Alfamart Bagikan Dividen Rp 1,7 Triliun

2 hours ago 5

PERUSAHAAN jaringan retail Alfamart, PT Sumber Alfaria Trijaya Tbk menyetujui pembagian dividen tunai sebesar sekitar Rp 1,7 triliun kepada para pemegang saham. "Nilai dividen yang dibagikan setara Rp 41,5 per saham," ujar Corporate Secretary PT Sumber Alfaria Trijaya Tbk Tomin Widian usai Rapat Umum Pemegang Saham Tahunan  (RUPST) di Kantor Pusat Alfamart, Tangerang, pada Kamis 4 Juni 2026.  

Tomin mengatakan pembagian dividen tahun ini mengalami peningkatan dibandingkan dengan tahun sebelumnya. Rasio pembayaran dividen (dividend payout ratio) naik menjadi 50 persen dari laba bersih perusahaan. “Kurang lebih payout ratio-nya 50 persen, meningkat dibandingkan tahun 2024 yang sebesar 40 persen,” katanya. 

Scroll ke bawah untuk melanjutkan membaca

Peningkatan rasio pembayaran dividen tersebut, ujar Tomin, mencerminkan komitmen perusahaan dalam memberikan nilai tambah kepada para pemegang saham di tengah kinerja bisnis yang terus bertumbuh. 

Dividen tunai sebesar Rp 41,5 per saham itu dijadwalkan akan dibagikan kepada pemegang saham yang tercatat pada daftar pemegang saham sesuai jadwal yang ditetapkan perusahaan. 

Dalam RUPST disebutkan Alfamart mencatatkan pendapatan sebesar Rp 126,74 triliun, serta laba tahun berjalan yang dapat diatribusikan kepada pemilik entitas induk sebesar Rp 3,41 triliun pada tahun buku 2025. Jumlah ini meningkat dibandingkan dengan pertumbuhan tahun lalu sebesar Rp 118,23 triliun dan laba bersih sebesar Rp 3,15 triliun. "Pencapaian ini menunjukkan keberhasilan Perseroan dalam mempertahankan kinerja usaha di tengah tekanan eksternal," kata Tomin.  

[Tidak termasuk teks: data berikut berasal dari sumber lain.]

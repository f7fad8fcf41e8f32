//! alder_binder: Scope tables and name resolution.
//!
//! Each node of the scope tree owns a [`ScopeTable`]. The
//! [`ScopeResolver`] walks from a scope to the root to resolve a name, and
//! the [`ScopeAnalyzer`] drives scope-tree construction while recording
//! declaration and use diagnostics.

mod analyzer;
mod resolver;
mod table;

pub use analyzer::{AnalyzerOptions, ScopeAnalyzer};
pub use resolver::{Resolution, Resolved, ScopeResolver};
pub use table::{DataType, ParseDataTypeError, ScopeEntry, ScopeTable, ScopeTree};
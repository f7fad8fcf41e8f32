//! alder_codegen: Storage allocation and the target memory image.
//!
//! Code generation is single pass, so the address of a variable is not
//! known when the instructions that use it are emitted: the static-data
//! region starts right after the last instruction. Variables are therefore
//! reserved first and addressed through placeholder tokens, then
//! [`StaticAllocationTable::finalize`] fixes the region and
//! [`backpatch`] substitutes the real addresses.

mod backpatch;
mod error;
mod memory;
mod placeholder;
mod static_table;
mod string_pool;

pub use backpatch::backpatch;
pub use error::CodegenError;
pub use memory::{Address, Cell, MemoryImage, Region, StaticRegion, DEFAULT_CAPACITY, MAX_CAPACITY};
pub use placeholder::{PlaceholderPart, PlaceholderToken};
pub use static_table::{FinalizedSlot, FinalizedStaticTable, ReservedSlot, SlotKey, StaticAllocationTable};
pub use string_pool::StringPool;
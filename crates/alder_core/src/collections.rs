//! Custom collection types used throughout the compiler.

use rustc_hash::FxHashMap;
use std::borrow::Borrow;
use std::hash::Hash;

/// An ordered map that preserves insertion order.
///
/// Symbol tables are enumerated for resolution diagnostics and display, so
/// iteration must be stable and follow declaration order.
#[derive(Debug, Clone)]
pub struct OrderedMap<K, V> {
    entries: Vec<(K, V)>,
    index: FxHashMap<K, usize>,
}

impl<K: Eq + Hash + Clone, V> OrderedMap<K, V> {
    pub fn new() -> Self {
        Self {
            entries: Vec::new(),
            index: FxHashMap::default(),
        }
    }

    /// Insert only if `key` is absent. On conflict the map is untouched and
    /// the rejected value is handed back.
    pub fn try_insert(&mut self, key: K, value: V) -> Result<usize, V> {
        if self.index.contains_key(&key) {
            return Err(value);
        }
        Ok(self.push(key, value))
    }

    fn push(&mut self, key: K, value: V) -> usize {
        let idx = self.entries.len();
        self.index.insert(key.clone(), idx);
        self.entries.push((key, value));
        idx
    }

    pub fn get<Q>(&self, key: &Q) -> Option<&V>
    where
        K: Borrow<Q>,
        Q: Hash + Eq + ?Sized,
    {
        self.index.get(key).map(|&idx| &self.entries[idx].1)
    }

    pub fn get_mut<Q>(&mut self, key: &Q) -> Option<&mut V>
    where
        K: Borrow<Q>,
        Q: Hash + Eq + ?Sized,
    {
        self.index
            .get(key)
            .copied()
            .map(move |idx| &mut self.entries[idx].1)
    }

    pub fn contains_key<Q>(&self, key: &Q) -> bool
    where
        K: Borrow<Q>,
        Q: Hash + Eq + ?Sized,
    {
        self.index.contains_key(key)
    }

    pub fn len(&self) -> usize {
        self.entries.len()
    }

    pub fn is_empty(&self) -> bool {
        self.entries.is_empty()
    }

    pub fn iter(&self) -> impl Iterator<Item = (&K, &V)> {
        self.entries.iter().map(|(k, v)| (k, v))
    }
}

impl<K: Eq + Hash + Clone, V> Default for OrderedMap<K, V> {
    fn default() -> Self {
        Self::new()
    }
}
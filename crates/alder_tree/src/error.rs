//! Errors raised when the builder protocol is broken.

use crate::node::NodeId;
use thiserror::Error;

/// A misuse of [`OrderedTreeBuilder`](crate::OrderedTreeBuilder).
///
/// These are bugs in the pass driving the builder. They are reported rather
/// than ignored because continuing would attach nodes to the wrong parent.
#[derive(Debug, Clone, PartialEq, Eq, Error)]
pub enum TreeError {
    #[error("cannot climb above the root node {root}: more ascents than descents")]
    ClimbPastRoot { root: NodeId },

    #[error("tree finished with {cursor} still open under root {root}: more descents than ascents")]
    Unbalanced { cursor: NodeId, root: NodeId },

    #[error("the outermost node {root} is already closed")]
    RootClosed { root: NodeId },

    #[error("the tree has no root node")]
    EmptyTree,

    #[error("leaf node '{name}' cannot be the root of a tree")]
    LeafRoot { name: String },

    #[error("tree already has root {root}; cannot add a second root '{name}'")]
    DuplicateRoot { root: NodeId, name: String },
}
use alder_codegen::CodegenError;
use alder_options::OptionsError;
use alder_tree::TreeError;
use thiserror::Error;

#[derive(Debug, Error)]
pub enum CompileError {
    #[error("tree construction: {0}")]
    Tree(#[from] TreeError),

    #[error(transparent)]
    Codegen(#[from] CodegenError),

    #[error(transparent)]
    Options(#[from] OptionsError),
}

Kinerja tersebut, kata Tomin, didukung oleh peningkatan aktivitas transaksi antara lain melalui Alfagift, aplikasi yang mengintegrasikan offline dan online channel (omnichannel), efektivitas strategi promosi, kemampuan perseroan dalam menjaga ketersediaan produk yang sesuai dengan kebutuhan pelanggan, serta peningkatan loyalitas pelanggan melalui analisis data konsumen. 

Presiden Direktur PT Sumber Alfaria Trijaya Tbk, Anggara Hans Prawira, mengatakan, perseroan menghadapi berbagai tantangan yang semakin kompleks, baik dari aspek keberlanjutan maupun dinamika ekonomi.

Dari sisi eksternal, tingkat inflasi dan penurunan daya beli masyarakat memberikan tekanan terhadap kemampuan Perseroan dalam menjaga ketersediaan produk berkualitas dengan harga yang tetap terjangkau. "Kondisi ini mendorong perubahan perilaku konsumen menjadi lebih selektif dalam berbelanja," ucap Anggara.  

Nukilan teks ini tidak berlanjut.